WHAT IS BEING ASKED:
Spot each line in the records below where the word "collections" occurs, then copy it.

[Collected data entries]
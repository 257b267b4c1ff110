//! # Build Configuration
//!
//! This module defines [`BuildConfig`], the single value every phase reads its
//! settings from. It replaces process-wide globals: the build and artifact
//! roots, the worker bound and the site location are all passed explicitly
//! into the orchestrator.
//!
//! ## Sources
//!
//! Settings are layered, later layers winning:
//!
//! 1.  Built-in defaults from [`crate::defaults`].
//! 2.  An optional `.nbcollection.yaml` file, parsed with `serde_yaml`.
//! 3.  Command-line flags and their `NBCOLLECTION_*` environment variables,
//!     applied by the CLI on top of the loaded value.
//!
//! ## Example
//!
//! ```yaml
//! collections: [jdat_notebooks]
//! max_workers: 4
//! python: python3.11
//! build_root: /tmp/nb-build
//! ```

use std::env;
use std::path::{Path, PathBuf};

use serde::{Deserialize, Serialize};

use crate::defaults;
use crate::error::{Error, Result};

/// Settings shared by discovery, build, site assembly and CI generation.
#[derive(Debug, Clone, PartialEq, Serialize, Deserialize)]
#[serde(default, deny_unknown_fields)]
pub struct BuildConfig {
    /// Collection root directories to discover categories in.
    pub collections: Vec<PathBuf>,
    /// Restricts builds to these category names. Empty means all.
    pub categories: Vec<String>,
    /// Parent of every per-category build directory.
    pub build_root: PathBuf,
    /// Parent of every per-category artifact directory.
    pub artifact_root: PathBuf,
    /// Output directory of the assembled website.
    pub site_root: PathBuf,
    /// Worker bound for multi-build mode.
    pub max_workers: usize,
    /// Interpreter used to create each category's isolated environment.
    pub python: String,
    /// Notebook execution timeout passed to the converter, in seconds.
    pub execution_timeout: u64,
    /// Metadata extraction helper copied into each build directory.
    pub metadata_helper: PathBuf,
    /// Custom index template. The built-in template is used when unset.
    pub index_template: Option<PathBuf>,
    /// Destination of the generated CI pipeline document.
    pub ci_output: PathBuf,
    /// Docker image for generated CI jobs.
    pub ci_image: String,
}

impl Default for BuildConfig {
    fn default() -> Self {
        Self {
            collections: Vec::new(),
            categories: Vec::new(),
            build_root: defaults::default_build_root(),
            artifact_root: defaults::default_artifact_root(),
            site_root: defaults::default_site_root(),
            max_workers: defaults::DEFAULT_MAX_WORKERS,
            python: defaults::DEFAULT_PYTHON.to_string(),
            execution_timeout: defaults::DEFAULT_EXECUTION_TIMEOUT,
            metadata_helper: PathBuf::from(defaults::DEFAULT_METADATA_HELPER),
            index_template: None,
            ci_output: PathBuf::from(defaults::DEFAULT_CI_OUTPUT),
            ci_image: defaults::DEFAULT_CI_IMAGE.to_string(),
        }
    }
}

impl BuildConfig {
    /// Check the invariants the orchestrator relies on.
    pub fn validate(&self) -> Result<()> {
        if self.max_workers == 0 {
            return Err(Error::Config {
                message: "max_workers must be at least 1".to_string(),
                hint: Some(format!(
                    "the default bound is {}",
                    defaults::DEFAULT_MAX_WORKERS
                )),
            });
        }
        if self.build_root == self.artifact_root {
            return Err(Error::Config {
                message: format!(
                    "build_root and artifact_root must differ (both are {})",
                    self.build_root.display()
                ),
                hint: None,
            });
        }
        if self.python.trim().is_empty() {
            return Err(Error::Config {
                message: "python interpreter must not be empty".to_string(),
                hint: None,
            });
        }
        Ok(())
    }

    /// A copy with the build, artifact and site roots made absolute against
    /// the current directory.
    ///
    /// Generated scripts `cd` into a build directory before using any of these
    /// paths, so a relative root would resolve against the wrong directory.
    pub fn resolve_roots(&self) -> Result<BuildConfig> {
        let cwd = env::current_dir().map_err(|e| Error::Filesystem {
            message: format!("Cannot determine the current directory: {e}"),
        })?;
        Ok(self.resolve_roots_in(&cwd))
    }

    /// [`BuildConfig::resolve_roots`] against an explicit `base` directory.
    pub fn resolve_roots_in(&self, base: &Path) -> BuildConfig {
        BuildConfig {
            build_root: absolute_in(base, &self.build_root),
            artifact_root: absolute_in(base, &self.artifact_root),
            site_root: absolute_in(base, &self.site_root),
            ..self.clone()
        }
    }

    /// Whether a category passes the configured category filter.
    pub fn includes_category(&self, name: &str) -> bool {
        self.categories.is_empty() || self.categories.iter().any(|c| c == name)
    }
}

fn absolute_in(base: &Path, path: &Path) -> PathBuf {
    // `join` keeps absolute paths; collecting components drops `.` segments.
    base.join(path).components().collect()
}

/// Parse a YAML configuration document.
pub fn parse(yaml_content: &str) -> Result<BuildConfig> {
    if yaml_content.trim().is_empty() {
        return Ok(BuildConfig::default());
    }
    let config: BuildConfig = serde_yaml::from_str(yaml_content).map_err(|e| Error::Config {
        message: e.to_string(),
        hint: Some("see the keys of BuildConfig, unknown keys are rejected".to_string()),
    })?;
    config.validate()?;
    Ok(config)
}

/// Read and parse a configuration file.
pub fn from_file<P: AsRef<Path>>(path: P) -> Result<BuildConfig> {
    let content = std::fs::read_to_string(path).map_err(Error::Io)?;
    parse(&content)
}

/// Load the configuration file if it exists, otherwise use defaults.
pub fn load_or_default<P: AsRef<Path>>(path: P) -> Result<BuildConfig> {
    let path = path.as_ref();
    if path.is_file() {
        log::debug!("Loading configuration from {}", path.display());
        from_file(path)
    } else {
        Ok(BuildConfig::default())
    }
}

RESPONSE TO THIS TASK:
//! collections: [jdat_notebooks]
    pub collections: Vec<PathBuf>,
            collections: Vec::new(),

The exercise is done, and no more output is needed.